Open Firehawk

Open Firehawk is an environment to create an on demand render farm for VFX with infrastructure as code. It uses Terraform to orchestrate resources, Ansible to configure resources, and Vagrant (with Virtualbox) as a VM container for these tools to run within. A Linux or Mac OS host for the VM’s is recommended at this time. Terraform is able to interface with many cloud providers, current base implementation is with AWS. It does use resources that have costs for their use, the types of resources chosen are based off the ones that were most cost effective for my use case. PR’s for other resource options are welcome!

Intro

We document steps you can follow for replication of Firehawk in another environment.

Some of this documentation will share what you will need to learn if you are a TD / Pipeline TD new to running cloud resources. I’d recommend learning Terraform and Ansible. I recommend passively putting these tutorials on without necesarily following the steps to just expose yourself to the concepts and get an overview. Going through the steps yourself is better.

These are some good paid video courses to try which I have taken on my own learning path-

Pluralsight:

Udemy:

Books:

Disclaimer: Running your own AWS account.

You are going to be managing these resources from an AWS account and you are solely responsible for the costs incurred, and for your own education in managing these resources responsibly. If new to AWS, tread slowly to understand AWS charges. The information I provide here is not perfect, but shared in a best effort to help others get started.

Getting Started

You will need two AWS Accounts. One for the dev environment and one for the production environment. When operating, we make changes to the dev branch/environment and test before we update the production environment. Some exceptions during a deployment may mean changes unique to the production environment have to be done on the fly, and when they occur we merge those changes back to dev.

With each of the accounts:

Best practices for security and best practice around secrets management are important.

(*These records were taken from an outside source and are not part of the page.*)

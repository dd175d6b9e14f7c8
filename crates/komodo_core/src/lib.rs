//! # Komodo Core
//!
//! Transactional repository core for Komodo data-virtualization
//! models.
//!
//! This crate provides:
//! - A [`Repository`] handle with an explicit start/shutdown lifecycle
//! - [`UnitOfWork`] transactions with atomic commit and rollback
//! - A sequencing coordinator that derives content asynchronously
//!   after commit and gates listener notification on job completion
//! - Workspace resolution with lazily created per-user homes
//! - [`KomodoObject`] references with typed-view resolution and
//!   subtree export
//!
//! The hierarchical store itself lives in `komodo_store`; this crate
//! treats its locking as opaque.

#![deny(unsafe_code)]
#![warn(missing_docs)]

mod callback;
mod config;
mod error;
pub mod lexicon;
mod object;
mod repository;
pub mod sequencing;
mod transaction;
mod workspace;

pub use callback::{SynchronousCallback, UnitOfWorkListener};
pub use config::RepositoryConfig;
pub use error::{KError, KResult};
pub use object::{KomodoObject, TypedView, Vdb};
pub use repository::{Id, Repository, RepositoryState};
pub use sequencing::{Sequencer, SequencerContext};
pub use transaction::{State, UnitOfWork};
pub use workspace::komodo_workspace_path;

// Store types that appear in this crate's public API.
pub use komodo_store::{ChangeKind, ChangeSet, NodeChange, NodePath, PropertyValue};
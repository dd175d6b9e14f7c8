//! Node schema vocabulary.
//!
//! Type and property names come from external lexicons; the core
//! treats them as opaque constants and never interprets their
//! semantics beyond existence checks.

/// Komodo namespace (`tko:`) names.
pub mod komodo {
    /// Primary type and path segment of the repository root node.
    pub const NODE_TYPE: &str = "tko:komodo";
    /// Name of the shared workspace child under the root.
    pub const WORKSPACE: &str = "tko:workspace";
    /// Primary type of the shared workspace node.
    pub const WORKSPACE_TYPE: &str = "tko:workspaces";
    /// Primary type of a per-user home node.
    pub const HOME: &str = "tko:home";
}

/// Generic node type (`nt:`) names.
pub mod nt {
    /// Default primary type for untyped objects.
    pub const UNSTRUCTURED: &str = "nt:unstructured";
}

/// Store-internal (`mode:`) names.
pub mod mode {
    /// Primary type of the store root node.
    pub const ROOT: &str = "mode:root";
}

/// Virtual database (`vdb:`) names.
pub mod vdb {
    /// Primary type of a virtual database node.
    pub const VIRTUAL_DATABASE: &str = "vdb:virtualDatabase";
    /// Description property.
    pub const DESCRIPTION: &str = "vdb:description";
    /// Version property.
    pub const VERSION: &str = "vdb:version";
    /// Original deployment file name property.
    pub const ORIGINAL_FILE: &str = "vdb:originalFile";
    /// Raw deployed content property; the sequencing trigger.
    pub const CONTENT: &str = "vdb:content";
}
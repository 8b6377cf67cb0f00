//! Per-kind canonicalization rules shared by every caller
//!
//! Callers differ only in the tag names of their [`TagScheme`]; the
//! breakend geometry below is identical for all of them.

use super::TagScheme;
use crate::core::breakend::{GeneralFields, InfoValue, Junction, MetaInfo, Strand};
use crate::core::classify::VariantKind;
use crate::core::error::{SvError, SvResult};
use crate::formats::vcf::{Allele, VcfRecord};

/// Strand pair for a mate-join breakend, from the local and remote
/// orientation flags of its ALT allele
///
/// # Examples
/// ```
/// use sv_concord::adapter::orientation_strands;
/// use sv_concord::core::Strand;
/// assert_eq!(orientation_strands(true, true), (Strand::Minus, Strand::Plus));
/// assert_eq!(orientation_strands(false, false), (Strand::Plus, Strand::Minus));
/// assert_eq!(orientation_strands(true, false), (Strand::Plus, Strand::Plus));
/// ```
pub fn orientation_strands(local_orientation: bool, remote_orientation: bool) -> (Strand, Strand) {
    match (local_orientation, remote_orientation) {
        (true, true) => (Strand::Minus, Strand::Plus),
        (false, false) => (Strand::Plus, Strand::Minus),
        _ => (Strand::Plus, Strand::Plus),
    }
}

/// Identifier, quality, filter and read support of a record
pub(crate) fn general_fields(record: &VcfRecord, scheme: &TagScheme) -> SvResult<GeneralFields> {
    Ok(GeneralFields {
        id: record_id(record),
        qual: record.qual,
        filter: record.filter.clone(),
        span_reads: support_count(record, scheme.span_reads_tag)?,
        junc_reads: support_count(record, scheme.junc_reads_tag)?,
    })
}

/// Record ID, or `CHROM:POS` when the ID column is empty
pub(crate) fn record_id(record: &VcfRecord) -> String {
    record
        .id
        .clone()
        .unwrap_or_else(|| format!("{}:{}", record.chrom, record.pos))
}

fn support_count(record: &VcfRecord, tag: &str) -> SvResult<Option<u32>> {
    match record.info_value(tag).and_then(InfoValue::first) {
        None => Ok(None),
        Some(count) => count.parse().map(Some).map_err(|_| {
            SvError::parse(
                record.locus(),
                format!("{} is not a read count: '{}'", tag, count),
            )
        }),
    }
}

/// Far end of a record's span
///
/// Kinds that need `END` fail without it; the others fall back to `POS`.
pub(crate) fn span_end(record: &VcfRecord, kind: VariantKind) -> SvResult<u64> {
    if kind.requires_end() {
        required_end(record, kind)
    } else {
        Ok(optional_end(record)?.unwrap_or(record.pos))
    }
}

/// `END` tag for kinds that cannot be canonicalized without it
pub(crate) fn required_end(record: &VcfRecord, kind: VariantKind) -> SvResult<u64> {
    optional_end(record)?.ok_or_else(|| SvError::MissingField {
        locus: record.locus(),
        kind,
        field: "END",
    })
}

/// `END` when present; the last coordinate is reserved so that `END + 1`
/// stays representable
fn optional_end(record: &VcfRecord) -> SvResult<Option<u64>> {
    match record.end() {
        Ok(Some(u64::MAX)) => Err(SvError::parse(
            record.locus(),
            format!("END is out of range: {}", u64::MAX),
        )),
        Ok(end) => Ok(end),
        Err(message) => Err(SvError::parse(record.locus(), message)),
    }
}

fn same_chrom(record: &VcfRecord, pos_5p: u64, strand_5p: Strand, pos_3p: u64, strand_3p: Strand) -> Junction {
    Junction {
        chrom_5p: record.chrom.clone(),
        bkpos_5p: pos_5p,
        strand_5p,
        chrom_3p: record.chrom.clone(),
        bkpos_3p: pos_3p,
        strand_3p,
        inner_ins: None,
    }
}

/// DEL, and kinds without a rule of their own: `POS` joins `END`
pub(crate) fn deletion_junction(record: &VcfRecord, end: u64) -> Junction {
    same_chrom(record, record.pos, Strand::Plus, end, Strand::Plus)
}

/// DUP / tandem DUP: the duplicated segment's end loops back to its start
pub(crate) fn duplication_junction(record: &VcfRecord, end: u64) -> Junction {
    same_chrom(record, end, Strand::Plus, record.pos, Strand::Plus)
}

/// The two junctions of an inversion: `(POS-1 +, END -)` and
/// `(POS -, END+1 +)`
pub(crate) fn inversion_junctions(record: &VcfRecord, end: u64) -> [Junction; 2] {
    [
        same_chrom(record, record.pos - 1, Strand::Plus, end, Strand::Minus),
        same_chrom(record, record.pos, Strand::Minus, end + 1, Strand::Plus),
    ]
}

/// Outer coordinates of an inversion, used to compare inversions as a whole
pub(crate) fn inversion_outline(record: &VcfRecord, end: u64) -> Junction {
    same_chrom(record, record.pos, Strand::Plus, end, Strand::Plus)
}

/// Junction of a mate-join breakend; the flag is the ALT's local
/// orientation
pub(crate) fn breakend_junction(record: &VcfRecord) -> SvResult<(Junction, bool)> {
    let alt = record
        .alts
        .first()
        .and_then(Allele::as_breakend)
        .ok_or_else(|| {
            let alts: Vec<String> = record.alts.iter().map(|a| a.to_string()).collect();
            SvError::parse(
                record.locus(),
                format!("BND ALT is not a mate breakend: '{}'", alts.join(",")),
            )
        })?;

    let (strand_5p, strand_3p) = orientation_strands(alt.local_orientation, alt.remote_orientation);
    let mut bases = alt.connecting_sequence.chars();

    let junction = if alt.local_orientation {
        bases.next_back();
        Junction {
            chrom_5p: record.chrom.clone(),
            bkpos_5p: record.pos,
            strand_5p,
            chrom_3p: alt.chrom.clone(),
            bkpos_3p: alt.pos,
            strand_3p,
            inner_ins: non_empty(bases.as_str()),
        }
    } else {
        bases.next();
        Junction {
            chrom_5p: alt.chrom.clone(),
            bkpos_5p: alt.pos,
            strand_5p,
            chrom_3p: record.chrom.clone(),
            bkpos_3p: record.pos,
            strand_3p,
            inner_ins: non_empty(bases.as_str()),
        }
    };
    Ok((junction, alt.local_orientation))
}

fn non_empty(seq: &str) -> Option<String> {
    if seq.is_empty() {
        None
    } else {
        Some(seq.to_string())
    }
}

/// Build the canonical metadata of a record
///
/// Structural tags are dropped, paired confidence tags trade places when
/// `swap_confidence` is set, and `GT` / `TOOL` are added. Inversions get
/// a null `MATEID`.
pub(crate) fn remap_meta(
    record: &VcfRecord,
    scheme: &TagScheme,
    kind: VariantKind,
    swap_confidence: bool,
) -> MetaInfo {
    let present = |tag: &str| record.info_value(tag).is_some();
    let partner = |key: &str| -> Option<&'static str> {
        if !swap_confidence {
            return None;
        }
        scheme.paired_tags.iter().find_map(|&(left, right)| {
            if key == left && present(right) {
                Some(right)
            } else if key == right && present(left) {
                Some(left)
            } else {
                None
            }
        })
    };

    let copied = record
        .info
        .iter()
        .filter(|(key, _)| !scheme.structural_tags.contains(&key.as_str()))
        .map(|(key, value)| {
            let key = partner(key).map(str::to_string).unwrap_or_else(|| key.clone());
            (key, value.clone())
        });

    let added = [
        ("GT".to_string(), InfoValue::Text(record.genotypes().join(","))),
        ("TOOL".to_string(), InfoValue::Text(scheme.tool.label().to_string())),
    ];
    let mate_reset = (kind == VariantKind::Inv).then(|| ("MATEID".to_string(), InfoValue::Null));

    copied.chain(added).chain(mate_reset).collect()
}
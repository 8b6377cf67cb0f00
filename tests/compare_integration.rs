//! End-to-end tests over files on disk
//!
//! Compressed inputs, partition files and flat-form conversion.

use flate2::write::GzEncoder;
use flate2::Compression;
use std::fs;
use std::io::Write;
use std::path::Path;
use sv_concord::core::{RegionSource, VcfSource};
use sv_concord::formats::{convert_calls, SvReader};
use sv_concord::matcher::{self, OutputFormat, PartitionWriter};
use sv_concord::{CallerAdapter, SvResult};

const HEADER: &str = "##fileformat=VCFv4.2\n#CHROM\tPOS\tID\tREF\tALT\tQUAL\tFILTER\tINFO\n";

const LUMPY_CALLS: &str = "chr1\t1000\tdel1\tN\t<DEL>\t50\tPASS\tSVTYPE=DEL;END=2000;CIPOS=-10,10;CIEND=-10,10;PE=5;SR=3\n\
chr1\t5000\tinv1\tN\t<INV>\t40\tPASS\tSVTYPE=INV;END=6000;PE=4\n\
chr2\t700\tbnd1\tA\tA]chr5:900]\t30\tPASS\tSVTYPE=BND;MATEID=bnd2;PE=2\n";

// Same calls as LUMPY_CALLS under other identifiers, minus the translocation
const REPLICATE_CALLS: &str = "chr1\t1000\trep_del\tN\t<DEL>\t50\tPASS\tSVTYPE=DEL;END=2000;CIPOS=-10,10;CIEND=-10,10;PE=5;SR=3\n\
chr1\t5000\trep_inv\tN\t<INV>\t40\tPASS\tSVTYPE=INV;END=6000;PE=4\n";

fn write_gz(path: &Path, text: &str) {
    let mut encoder = GzEncoder::new(fs::File::create(path).unwrap(), Compression::default());
    encoder.write_all(text.as_bytes()).unwrap();
    encoder.finish().unwrap();
}

fn data_lines(path: &Path) -> Vec<String> {
    fs::read_to_string(path)
        .unwrap()
        .lines()
        .filter(|l| !l.starts_with('#'))
        .map(str::to_string)
        .collect()
}

#[test]
fn test_compare_gzip_inputs_into_vcf_partitions() {
    let dir = tempfile::tempdir().unwrap();
    let a_path = dir.path().join("lumpy.vcf.gz");
    let b_path = dir.path().join("replicate.vcf.bgz");
    write_gz(&a_path, &format!("{}{}", HEADER, LUMPY_CALLS));
    write_gz(&b_path, &format!("{}{}", HEADER, REPLICATE_CALLS));

    let a = VcfSource::open(&a_path, CallerAdapter::Lumpy).unwrap();
    let b = VcfSource::open(&b_path, CallerAdapter::Lumpy)
        .unwrap()
        .indexed()
        .unwrap();
    let header = a.header().unwrap();

    let inter_path = dir.path().join("out.intersection.vcf");
    let diff_path = dir.path().join("out.difference.vcf");
    let mut inter =
        PartitionWriter::new(OutputFormat::Vcf, fs::File::create(&inter_path).unwrap(), &header).unwrap();
    let mut diff =
        PartitionWriter::new(OutputFormat::Vcf, fs::File::create(&diff_path).unwrap(), &header).unwrap();

    let comparison = matcher::compare(&a, &b, 10).unwrap();
    let stats = matcher::write_partitions(comparison, &mut inter, &mut diff).unwrap();
    drop(inter);
    drop(diff);

    // del1 and both inversion junctions match; the translocation has no partner
    assert_eq!(stats.total, 4);
    assert_eq!(stats.intersection, 3);
    assert_eq!(stats.difference, 1);

    let inter_lines = data_lines(&inter_path);
    assert_eq!(inter_lines.len(), 2, "inversion written once: {:?}", inter_lines);
    assert!(inter_lines[0].contains("\tdel1\t"));
    assert!(inter_lines[1].contains("\tinv1\t"));

    let diff_lines = data_lines(&diff_path);
    assert_eq!(diff_lines.len(), 1);
    assert!(diff_lines[0].contains("\tbnd1\t"));

    let written = fs::read_to_string(&inter_path).unwrap();
    assert!(written.starts_with("##fileformat=VCFv4.2\n#CHROM"));
}

#[test]
fn test_compare_into_flat_partitions() {
    let a = VcfSource::from_text(format!("{}{}", HEADER, LUMPY_CALLS), CallerAdapter::Lumpy);
    let b = VcfSource::from_text(format!("{}{}", HEADER, REPLICATE_CALLS), CallerAdapter::Lumpy)
        .indexed()
        .unwrap();
    let header = a.header().unwrap();

    let mut inter_buf = Vec::new();
    let mut diff_buf = Vec::new();
    {
        let mut inter = PartitionWriter::new(OutputFormat::Sv, &mut inter_buf, &header).unwrap();
        let mut diff = PartitionWriter::new(OutputFormat::Sv, &mut diff_buf, &header).unwrap();
        let comparison = matcher::compare(&a, &b, 10).unwrap();
        matcher::write_partitions(comparison, &mut inter, &mut diff).unwrap();
    }

    let inter: Vec<_> = SvReader::new(inter_buf.as_slice())
        .collect::<SvResult<_>>()
        .unwrap();
    let ids: Vec<&str> = inter.iter().map(|b| b.id.as_str()).collect();
    assert_eq!(ids, vec!["del1", "inv1.1_1", "inv1.2_1"]);

    let diff: Vec<_> = SvReader::new(diff_buf.as_slice())
        .collect::<SvResult<_>>()
        .unwrap();
    assert_eq!(diff.len(), 1);
    assert_eq!(diff[0].chrom_5p, "chr5");
}

#[test]
fn test_convert_writes_failures_aside() {
    let dir = tempfile::tempdir().unwrap();
    let input = dir.path().join("calls.vcf");
    let output = dir.path().join("calls.sv");
    let bad = "chr3\t1\tedge_inv\tN\t<INV>\t10\tPASS\tSVTYPE=INV;END=50\n";
    fs::write(&input, format!("{}{}{}", HEADER, LUMPY_CALLS, bad)).unwrap();

    let source = VcfSource::open(&input, CallerAdapter::Lumpy).unwrap();
    let stats = convert_calls(&source, &output, 2).unwrap();
    assert_eq!(stats.total, 4);
    assert_eq!(stats.written, 4);
    assert_eq!(stats.failed, 1);

    let converted: Vec<_> = SvReader::new(fs::read(&output).unwrap().as_slice())
        .collect::<SvResult<_>>()
        .unwrap();
    assert_eq!(converted.len(), 4);
    assert_eq!(converted[0].id, "del1");
    assert_eq!((converted[0].bkpos_5p, converted[0].bkpos_3p), (1000, 2000));

    let failures = fs::read_to_string(dir.path().join("calls.sv.fail")).unwrap();
    assert_eq!(failures.lines().count(), 1);
    assert!(failures.starts_with("chr3\t1\tedge_inv\t"));
}
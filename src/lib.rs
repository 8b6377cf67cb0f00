//! sv-concord - structural-variant call canonicalization and comparison
//!
//! Converts the VCF output of different SV callers into one canonical
//! breakend representation and compares two call sets position by
//! position.
//!
//! # Features
//!
//! - Per-caller adapters (LUMPY, Longranger) with shared per-kind rules
//! - Inversions decomposed into their two breakend junctions
//! - Tolerance-windowed matching against an interval index
//! - Plain, gzip/BGZF and bzip2 input
//!
//! # Example
//!
//! ```no_run
//! use sv_concord::{compare, CallerAdapter, RegionSource, Tag, VcfSource};
//!
//! let a = VcfSource::open("lumpy.vcf.gz", CallerAdapter::Lumpy)?;
//! let b = VcfSource::open("longranger.vcf.gz", CallerAdapter::Longranger)?.indexed()?;
//!
//! for tagged in compare(&a, &b, 10)? {
//!     let tagged = tagged?;
//!     if tagged.tag == Tag::Intersection {
//!         println!("{}", tagged.breakend.id);
//!     }
//! }
//! # Ok::<(), sv_concord::SvError>(())
//! ```

pub mod adapter;
pub mod core;
pub mod formats;
pub mod matcher;

// Re-export commonly used types
pub use adapter::CallerAdapter;
pub use core::{
    CanonicalBreakend, InfoValue, MetaInfo, RecordFilter, RegionSource, SourceTool, Strand, SvError,
    SvResult, VariantKind, VcfSource,
};
pub use formats::{sv, vcf};
pub use matcher::{compare, difference, intersection, CompareStats, OutputFormat, Tag, Tagged};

Feel free to notify us if you observe security implementation that could be improved.

Permissions for the new user

Firehawk automates creation of some user accounts, instances, images, VPN, NAS storage and others. An AWS user with appropriate permissions to create all these resources must be manually created for this to be possible.
We will define the permissions for this new user (in each of the accounts). Later we will generate secret keys that will be stored in an encrypted file to create resources with Terraform and Ansible that rely on these permissions.

AmazonEC2FullAccess
IAMFullAccess
AmazonS3FullAccess
AmazonECS_FullAccess
AmazonRoute53FullAccess
{
    "Version": "2012-10-17",
    "Statement": [
        {
            "Effect": "Allow",
            "Action": [
                "ce:*"
            ],
            "Resource": [
                "*"
            ]
        }
    ]
}

AWS Images

Some images are used with a cost associated. Firehawk is not paid to recommend these, they are used because they are at the time of writing believed to be the most economical, fairly scalable, and automated choices available with good support. Not all of these images are open source themselves, but can be replaced.

Subscribe to these Images (AMIs), which will allow them to be used with automation after you have agreed to their terms.

If you are new to AWS, experiment with launching these instances, and destroying them and their security groups.

Keybase / PGP Keys

Install Keybase on your phone or PC - head to keybase.io to create an account. Keybase is the easiest way to create a secure PGP key, allowing secrets to be encrypted using your email as a reference to a public key. Only devices authorised with your private key that have been authorised can decrypt secrets, and you can easily initialise new devices from your phone. It is possible to use your own key if you don’t wish to use keybase.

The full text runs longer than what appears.